What this task involves:
Report each line of the records below that holds the word "PasswordRequired".

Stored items
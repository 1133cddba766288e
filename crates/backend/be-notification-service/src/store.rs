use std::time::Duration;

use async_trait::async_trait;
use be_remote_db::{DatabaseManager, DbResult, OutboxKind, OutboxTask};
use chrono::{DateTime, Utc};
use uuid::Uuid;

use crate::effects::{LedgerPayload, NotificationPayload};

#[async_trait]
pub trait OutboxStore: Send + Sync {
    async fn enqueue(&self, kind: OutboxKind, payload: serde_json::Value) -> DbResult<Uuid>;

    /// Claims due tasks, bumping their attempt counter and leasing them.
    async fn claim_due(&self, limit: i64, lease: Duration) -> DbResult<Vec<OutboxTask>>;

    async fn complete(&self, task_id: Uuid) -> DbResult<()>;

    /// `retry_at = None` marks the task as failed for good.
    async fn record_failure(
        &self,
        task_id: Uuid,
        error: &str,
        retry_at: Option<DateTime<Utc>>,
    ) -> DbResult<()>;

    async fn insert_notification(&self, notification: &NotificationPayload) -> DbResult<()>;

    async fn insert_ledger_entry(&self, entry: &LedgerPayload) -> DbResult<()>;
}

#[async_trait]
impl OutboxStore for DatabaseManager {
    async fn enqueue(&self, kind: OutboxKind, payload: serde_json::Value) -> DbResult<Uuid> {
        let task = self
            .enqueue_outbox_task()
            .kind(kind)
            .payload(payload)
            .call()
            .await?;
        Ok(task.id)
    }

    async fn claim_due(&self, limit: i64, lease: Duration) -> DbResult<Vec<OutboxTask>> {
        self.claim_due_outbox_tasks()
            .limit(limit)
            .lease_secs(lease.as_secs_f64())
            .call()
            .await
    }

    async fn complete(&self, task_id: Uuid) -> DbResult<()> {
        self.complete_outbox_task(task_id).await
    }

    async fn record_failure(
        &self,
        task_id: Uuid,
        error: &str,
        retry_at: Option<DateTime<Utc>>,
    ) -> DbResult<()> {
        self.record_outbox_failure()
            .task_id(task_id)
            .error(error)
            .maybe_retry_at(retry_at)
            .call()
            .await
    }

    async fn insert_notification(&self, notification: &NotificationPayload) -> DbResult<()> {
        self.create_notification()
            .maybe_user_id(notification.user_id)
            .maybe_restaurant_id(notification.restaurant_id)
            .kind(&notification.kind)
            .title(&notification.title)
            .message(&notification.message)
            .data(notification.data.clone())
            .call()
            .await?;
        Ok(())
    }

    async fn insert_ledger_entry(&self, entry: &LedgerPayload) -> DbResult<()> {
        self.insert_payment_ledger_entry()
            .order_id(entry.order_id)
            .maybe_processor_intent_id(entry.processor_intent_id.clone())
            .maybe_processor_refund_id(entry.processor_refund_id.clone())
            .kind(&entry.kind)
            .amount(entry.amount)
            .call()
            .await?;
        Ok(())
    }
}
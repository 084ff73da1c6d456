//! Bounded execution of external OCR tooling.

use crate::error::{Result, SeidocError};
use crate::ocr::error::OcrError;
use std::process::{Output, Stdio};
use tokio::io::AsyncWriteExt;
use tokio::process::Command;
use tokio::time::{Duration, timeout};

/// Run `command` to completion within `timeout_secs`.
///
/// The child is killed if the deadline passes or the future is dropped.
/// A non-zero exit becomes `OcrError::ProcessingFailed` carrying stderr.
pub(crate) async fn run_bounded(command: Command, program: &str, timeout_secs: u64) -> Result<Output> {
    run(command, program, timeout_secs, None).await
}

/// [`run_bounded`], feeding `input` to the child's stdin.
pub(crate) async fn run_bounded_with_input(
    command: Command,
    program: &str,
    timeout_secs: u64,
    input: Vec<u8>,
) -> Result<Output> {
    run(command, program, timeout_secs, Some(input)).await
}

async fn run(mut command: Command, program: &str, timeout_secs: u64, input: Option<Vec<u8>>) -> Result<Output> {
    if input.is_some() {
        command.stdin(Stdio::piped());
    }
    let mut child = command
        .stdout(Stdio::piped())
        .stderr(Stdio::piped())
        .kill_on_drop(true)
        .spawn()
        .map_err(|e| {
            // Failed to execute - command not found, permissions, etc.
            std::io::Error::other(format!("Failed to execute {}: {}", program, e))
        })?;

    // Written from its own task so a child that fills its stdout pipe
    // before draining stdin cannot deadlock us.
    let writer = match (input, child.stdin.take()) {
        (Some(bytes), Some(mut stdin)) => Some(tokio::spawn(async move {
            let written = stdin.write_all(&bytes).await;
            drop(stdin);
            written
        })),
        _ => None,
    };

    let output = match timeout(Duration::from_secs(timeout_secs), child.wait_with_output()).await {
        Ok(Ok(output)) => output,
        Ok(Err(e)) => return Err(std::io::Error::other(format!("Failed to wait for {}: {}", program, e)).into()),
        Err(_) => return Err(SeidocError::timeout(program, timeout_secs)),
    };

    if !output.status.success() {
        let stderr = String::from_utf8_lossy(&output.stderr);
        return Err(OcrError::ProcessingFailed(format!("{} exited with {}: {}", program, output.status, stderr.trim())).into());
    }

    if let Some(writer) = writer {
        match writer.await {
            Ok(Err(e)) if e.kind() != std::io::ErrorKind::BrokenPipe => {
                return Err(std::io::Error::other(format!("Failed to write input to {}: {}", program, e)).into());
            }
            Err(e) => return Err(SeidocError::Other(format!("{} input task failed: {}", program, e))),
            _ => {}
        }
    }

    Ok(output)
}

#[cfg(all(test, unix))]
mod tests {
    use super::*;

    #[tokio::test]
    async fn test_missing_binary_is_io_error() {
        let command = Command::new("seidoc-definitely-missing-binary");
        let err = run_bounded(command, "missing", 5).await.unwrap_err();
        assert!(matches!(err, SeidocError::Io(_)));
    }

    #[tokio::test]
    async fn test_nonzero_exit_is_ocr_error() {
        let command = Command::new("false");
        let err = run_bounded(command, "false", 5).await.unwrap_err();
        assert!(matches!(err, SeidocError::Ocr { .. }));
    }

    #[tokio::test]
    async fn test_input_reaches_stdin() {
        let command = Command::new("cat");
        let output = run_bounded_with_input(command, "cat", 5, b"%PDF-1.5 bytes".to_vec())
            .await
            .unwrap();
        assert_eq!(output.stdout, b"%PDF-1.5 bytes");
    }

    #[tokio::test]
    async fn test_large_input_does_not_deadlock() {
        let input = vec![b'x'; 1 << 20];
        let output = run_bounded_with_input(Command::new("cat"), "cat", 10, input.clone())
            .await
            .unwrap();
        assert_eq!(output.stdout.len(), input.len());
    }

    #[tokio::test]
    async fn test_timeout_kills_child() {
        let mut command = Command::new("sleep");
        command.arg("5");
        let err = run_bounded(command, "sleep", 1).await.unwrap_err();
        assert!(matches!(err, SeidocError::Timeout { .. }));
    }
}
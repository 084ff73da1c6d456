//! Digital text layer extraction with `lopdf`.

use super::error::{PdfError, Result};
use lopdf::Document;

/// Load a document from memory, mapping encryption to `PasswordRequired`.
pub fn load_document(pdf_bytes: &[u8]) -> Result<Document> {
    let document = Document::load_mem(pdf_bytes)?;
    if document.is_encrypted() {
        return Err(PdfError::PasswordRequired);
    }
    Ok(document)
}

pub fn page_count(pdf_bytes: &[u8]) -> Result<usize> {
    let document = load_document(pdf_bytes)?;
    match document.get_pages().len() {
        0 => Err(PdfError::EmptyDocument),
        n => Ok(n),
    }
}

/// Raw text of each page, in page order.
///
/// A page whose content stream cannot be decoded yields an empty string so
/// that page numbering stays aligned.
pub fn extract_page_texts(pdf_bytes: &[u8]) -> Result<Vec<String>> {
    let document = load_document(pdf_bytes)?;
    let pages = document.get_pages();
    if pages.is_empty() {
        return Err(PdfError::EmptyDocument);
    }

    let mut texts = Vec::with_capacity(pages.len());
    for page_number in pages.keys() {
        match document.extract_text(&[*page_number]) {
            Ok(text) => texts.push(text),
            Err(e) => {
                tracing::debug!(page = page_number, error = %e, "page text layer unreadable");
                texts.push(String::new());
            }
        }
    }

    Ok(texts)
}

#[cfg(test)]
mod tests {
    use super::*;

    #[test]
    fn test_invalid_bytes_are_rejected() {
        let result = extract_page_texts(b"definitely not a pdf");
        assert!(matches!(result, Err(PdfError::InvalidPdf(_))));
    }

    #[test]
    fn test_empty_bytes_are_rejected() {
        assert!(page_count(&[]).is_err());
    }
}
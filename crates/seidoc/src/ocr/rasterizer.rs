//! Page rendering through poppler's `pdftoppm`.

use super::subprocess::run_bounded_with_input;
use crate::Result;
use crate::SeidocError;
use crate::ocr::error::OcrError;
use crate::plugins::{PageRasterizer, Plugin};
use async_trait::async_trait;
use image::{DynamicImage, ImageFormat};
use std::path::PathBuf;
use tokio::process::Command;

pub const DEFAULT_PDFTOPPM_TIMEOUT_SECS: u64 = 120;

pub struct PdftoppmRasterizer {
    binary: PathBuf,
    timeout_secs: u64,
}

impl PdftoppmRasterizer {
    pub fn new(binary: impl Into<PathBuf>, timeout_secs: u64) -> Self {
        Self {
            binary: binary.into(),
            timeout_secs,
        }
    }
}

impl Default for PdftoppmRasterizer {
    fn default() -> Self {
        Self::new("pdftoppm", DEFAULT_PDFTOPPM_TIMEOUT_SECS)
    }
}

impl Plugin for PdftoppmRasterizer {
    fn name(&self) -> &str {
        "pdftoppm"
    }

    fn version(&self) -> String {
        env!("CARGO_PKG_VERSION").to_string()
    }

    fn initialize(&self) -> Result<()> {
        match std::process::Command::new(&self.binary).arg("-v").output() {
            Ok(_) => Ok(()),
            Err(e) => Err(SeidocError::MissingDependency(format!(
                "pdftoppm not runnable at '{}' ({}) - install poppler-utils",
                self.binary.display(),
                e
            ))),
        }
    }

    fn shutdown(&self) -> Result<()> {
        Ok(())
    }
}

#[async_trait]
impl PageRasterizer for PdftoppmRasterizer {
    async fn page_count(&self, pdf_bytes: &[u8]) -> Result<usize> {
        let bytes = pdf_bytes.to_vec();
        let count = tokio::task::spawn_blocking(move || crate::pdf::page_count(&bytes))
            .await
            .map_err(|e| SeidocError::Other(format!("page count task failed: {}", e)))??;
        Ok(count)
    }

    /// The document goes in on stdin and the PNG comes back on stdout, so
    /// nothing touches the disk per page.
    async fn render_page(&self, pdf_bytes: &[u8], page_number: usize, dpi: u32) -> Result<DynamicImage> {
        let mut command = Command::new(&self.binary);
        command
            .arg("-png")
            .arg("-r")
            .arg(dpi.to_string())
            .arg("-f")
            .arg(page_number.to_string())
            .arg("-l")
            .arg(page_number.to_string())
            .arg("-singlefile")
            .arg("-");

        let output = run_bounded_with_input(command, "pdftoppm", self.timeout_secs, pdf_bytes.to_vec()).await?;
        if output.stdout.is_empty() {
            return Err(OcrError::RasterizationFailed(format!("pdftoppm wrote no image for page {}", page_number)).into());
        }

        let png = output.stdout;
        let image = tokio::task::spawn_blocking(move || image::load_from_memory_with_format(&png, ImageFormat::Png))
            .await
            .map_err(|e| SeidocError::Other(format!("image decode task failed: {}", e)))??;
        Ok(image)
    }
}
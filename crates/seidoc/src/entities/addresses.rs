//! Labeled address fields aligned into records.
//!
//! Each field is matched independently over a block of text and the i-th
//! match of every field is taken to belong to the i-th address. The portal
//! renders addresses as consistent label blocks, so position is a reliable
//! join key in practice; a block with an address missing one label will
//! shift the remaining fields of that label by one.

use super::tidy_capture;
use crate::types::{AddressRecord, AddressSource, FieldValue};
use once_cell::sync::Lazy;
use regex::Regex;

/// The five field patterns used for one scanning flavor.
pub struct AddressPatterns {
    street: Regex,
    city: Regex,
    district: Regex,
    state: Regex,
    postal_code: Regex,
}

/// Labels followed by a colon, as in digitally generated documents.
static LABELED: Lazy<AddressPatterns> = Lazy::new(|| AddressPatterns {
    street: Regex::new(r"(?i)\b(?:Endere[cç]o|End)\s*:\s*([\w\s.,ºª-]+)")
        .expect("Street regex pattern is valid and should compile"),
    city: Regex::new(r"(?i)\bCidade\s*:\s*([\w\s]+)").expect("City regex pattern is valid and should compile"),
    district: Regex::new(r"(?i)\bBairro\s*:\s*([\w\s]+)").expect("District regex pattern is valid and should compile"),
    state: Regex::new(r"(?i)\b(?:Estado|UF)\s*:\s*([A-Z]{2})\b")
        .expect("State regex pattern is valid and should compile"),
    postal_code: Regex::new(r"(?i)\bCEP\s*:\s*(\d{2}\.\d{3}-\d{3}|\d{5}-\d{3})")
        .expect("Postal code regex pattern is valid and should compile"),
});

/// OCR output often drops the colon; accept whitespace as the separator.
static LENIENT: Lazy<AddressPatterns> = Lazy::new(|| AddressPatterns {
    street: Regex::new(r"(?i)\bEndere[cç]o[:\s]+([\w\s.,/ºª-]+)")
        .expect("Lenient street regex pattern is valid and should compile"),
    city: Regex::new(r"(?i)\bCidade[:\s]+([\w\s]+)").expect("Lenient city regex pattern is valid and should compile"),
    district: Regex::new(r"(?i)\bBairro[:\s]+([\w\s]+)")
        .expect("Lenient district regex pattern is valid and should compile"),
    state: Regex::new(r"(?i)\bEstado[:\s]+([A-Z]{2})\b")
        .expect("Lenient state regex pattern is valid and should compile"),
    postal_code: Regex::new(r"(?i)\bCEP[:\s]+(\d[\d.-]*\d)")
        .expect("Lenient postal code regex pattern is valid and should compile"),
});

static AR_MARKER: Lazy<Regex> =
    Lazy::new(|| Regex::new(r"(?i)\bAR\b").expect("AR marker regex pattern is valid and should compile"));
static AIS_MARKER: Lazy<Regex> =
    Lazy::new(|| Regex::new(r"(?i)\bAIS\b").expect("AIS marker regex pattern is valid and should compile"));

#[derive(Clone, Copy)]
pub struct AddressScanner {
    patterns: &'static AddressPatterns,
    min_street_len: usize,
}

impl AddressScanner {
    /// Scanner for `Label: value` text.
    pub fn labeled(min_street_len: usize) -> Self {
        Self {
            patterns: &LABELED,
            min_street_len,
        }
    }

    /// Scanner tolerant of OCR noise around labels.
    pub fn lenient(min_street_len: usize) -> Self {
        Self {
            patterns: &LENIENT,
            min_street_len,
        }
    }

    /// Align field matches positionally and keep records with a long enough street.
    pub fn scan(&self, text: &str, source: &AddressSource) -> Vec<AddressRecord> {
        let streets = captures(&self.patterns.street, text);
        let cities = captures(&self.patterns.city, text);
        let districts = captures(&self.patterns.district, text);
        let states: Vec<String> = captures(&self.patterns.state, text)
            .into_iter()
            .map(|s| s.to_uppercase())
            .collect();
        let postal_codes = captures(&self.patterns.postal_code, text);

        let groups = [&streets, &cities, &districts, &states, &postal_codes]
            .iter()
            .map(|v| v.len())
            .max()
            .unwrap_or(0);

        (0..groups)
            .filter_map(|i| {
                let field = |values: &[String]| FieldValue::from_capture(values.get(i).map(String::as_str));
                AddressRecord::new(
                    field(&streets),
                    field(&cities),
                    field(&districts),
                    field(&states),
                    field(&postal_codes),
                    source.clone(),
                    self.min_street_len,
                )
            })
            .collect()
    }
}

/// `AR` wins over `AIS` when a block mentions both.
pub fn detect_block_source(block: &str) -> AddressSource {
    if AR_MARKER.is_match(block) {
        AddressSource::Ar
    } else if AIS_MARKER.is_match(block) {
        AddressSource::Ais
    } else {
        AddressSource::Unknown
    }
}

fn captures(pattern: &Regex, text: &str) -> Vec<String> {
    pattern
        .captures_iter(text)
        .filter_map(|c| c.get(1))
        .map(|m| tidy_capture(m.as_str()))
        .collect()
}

Response:
/// Load a document from memory, mapping encryption to `PasswordRequired`.
        return Err(PdfError::PasswordRequired);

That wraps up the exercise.